- _ASSIGNMENT_
This task calls for copying every line in the data below that contains the word "QuadratureError".

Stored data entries
★ ★ ★ ★ ★
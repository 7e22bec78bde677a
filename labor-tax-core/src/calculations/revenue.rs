//! Aggregate revenue of a schedule over the wage distribution.
//!
//! Revenue is `population × ∫ tax(schedule, x) · density(x) dx` over
//! `[0, upper_bound]`. The integrand is piecewise linear with kinks at the
//! schedule's boundaries and jumps at the density's bin edges, so all of
//! those points are handed to the integrator as split points. Where the
//! density is undefined the integrand is zero.
//!
//! # Example
//!
//! ```
//! use labor_tax_core::{
//!     BracketSchedule, LaborCostTransform, RevenueEstimator, WageDensity, WageTable,
//! };
//!
//! let table = WageTable::new(1000.0, vec![0.0, 1000.0, 2000.0], vec![50.0, 50.0]).unwrap();
//! let transform = LaborCostTransform {
//!     average_gross_wage: 1000.0,
//!     cost_multiplier: 1.0,
//!     cap_multiple: 10.0,
//!     excess_multiplier: 1.0,
//! };
//! let density = WageDensity::new(&table, 1000.0, transform).unwrap();
//! let flat = BracketSchedule::new(vec![0.0], vec![0.1]).unwrap();
//!
//! let estimator = RevenueEstimator::new(&density, 100.0).unwrap();
//! let revenue = estimator.revenue(&flat).unwrap();
//!
//! // Half the people around 500, half around 1500: mean cost 1000, tax 100 each.
//! assert!((revenue - 10_000.0).abs() < 1e-6);
//! ```

use serde::Serialize;
use thiserror::Error;
use tracing::{debug, warn};

use crate::BracketSchedule;
use crate::calculations::density::WageDensity;
use crate::calculations::evaluator::tax;
use crate::calculations::quadrature::{QuadratureConfig, QuadratureError, integrate};

/// Upper integration limit covering the modeled labor-cost domain.
pub const DEFAULT_UPPER_BOUND: f64 = 600_000.0;

/// Errors that can occur while estimating revenue.
#[derive(Debug, Error, PartialEq)]
pub enum RevenueError {
    #[error("population must be positive, got {0}")]
    InvalidPopulation(f64),

    #[error("upper bound must be positive, got {0}")]
    InvalidUpperBound(f64),

    #[error("revenue integration failed: {0}")]
    Quadrature(#[from] QuadratureError),
}

/// Revenue together with integration diagnostics.
#[derive(Debug, Clone, Copy, PartialEq, Serialize)]
pub struct RevenueEstimate {
    /// Total tax yield across the population.
    pub revenue: f64,

    /// Per-capita yield, the raw integral before population scaling.
    pub integral: f64,

    /// Estimated absolute error of `integral`.
    pub error: f64,

    /// Split points that fell inside the integration interval.
    pub split_points: usize,

    pub subdivisions: usize,
}

/// Estimates revenue of schedules over a fixed density and population.
#[derive(Debug, Clone)]
pub struct RevenueEstimator<'a> {
    density: &'a WageDensity,
    population: f64,
    upper_bound: f64,
    config: QuadratureConfig,
}

impl<'a> RevenueEstimator<'a> {
    /// Creates an estimator integrating up to [`DEFAULT_UPPER_BOUND`].
    pub fn new(
        density: &'a WageDensity,
        population: f64,
    ) -> Result<Self, RevenueError> {
        if !population.is_finite() || population <= 0.0 {
            return Err(RevenueError::InvalidPopulation(population));
        }
        Ok(Self {
            density,
            population,
            upper_bound: DEFAULT_UPPER_BOUND,
            config: QuadratureConfig::default(),
        })
    }

    pub fn with_upper_bound(
        mut self,
        upper_bound: f64,
    ) -> Result<Self, RevenueError> {
        if !upper_bound.is_finite() || upper_bound <= 0.0 {
            return Err(RevenueError::InvalidUpperBound(upper_bound));
        }
        self.upper_bound = upper_bound;
        Ok(self)
    }

    pub fn with_quadrature_config(
        mut self,
        config: QuadratureConfig,
    ) -> Result<Self, RevenueError> {
        config.validate()?;
        self.config = config;
        Ok(self)
    }

    pub fn population(&self) -> f64 {
        self.population
    }

    pub fn upper_bound(&self) -> f64 {
        self.upper_bound
    }

    /// Total revenue of `schedule`.
    ///
    /// # Errors
    ///
    /// Returns [`RevenueError::Quadrature`] if the integration does not
    /// converge within the configured budget.
    pub fn revenue(
        &self,
        schedule: &BracketSchedule,
    ) -> Result<f64, RevenueError> {
        self.estimate(schedule).map(|estimate| estimate.revenue)
    }

    /// Like [`revenue`](Self::revenue), with integration diagnostics.
    pub fn estimate(
        &self,
        schedule: &BracketSchedule,
    ) -> Result<RevenueEstimate, RevenueError> {
        let split_points = self.split_points(schedule);
        let integrand = |x: f64| {
            self.density
                .density(x)
                .map_or(0.0, |d| tax(schedule, x) * d)
        };

        let integral = integrate(integrand, 0.0, self.upper_bound, &split_points, &self.config)
            .inspect_err(|error| {
                warn!(%error, upper_bound = self.upper_bound, "revenue integration failed");
            })?;

        let estimate = RevenueEstimate {
            revenue: self.population * integral.value,
            integral: integral.value,
            error: integral.error,
            split_points: split_points.len(),
            subdivisions: integral.subdivisions,
        };
        debug!(
            revenue = estimate.revenue,
            split_points = estimate.split_points,
            subdivisions = estimate.subdivisions,
            "revenue estimated"
        );
        Ok(estimate)
    }

    /// Schedule boundaries, tabulated gross-wage edges and adjusted cost
    /// edges that lie strictly inside the integration interval.
    fn split_points(
        &self,
        schedule: &BracketSchedule,
    ) -> Vec<f64> {
        let mut points: Vec<f64> = schedule
            .boundaries()
            .iter()
            .chain(self.density.raw_edges())
            .chain(self.density.cost_edges())
            .copied()
            .filter(|&x| x > 0.0 && x < self.upper_bound)
            .collect();
        points.sort_by(f64::total_cmp);
        points.dedup();
        points
    }
}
★ ★ ★ ★ ★
- _EXPECTED ANSWER_
use crate::calculations::quadrature::{QuadratureConfig, QuadratureError, integrate};
    Quadrature(#[from] QuadratureError),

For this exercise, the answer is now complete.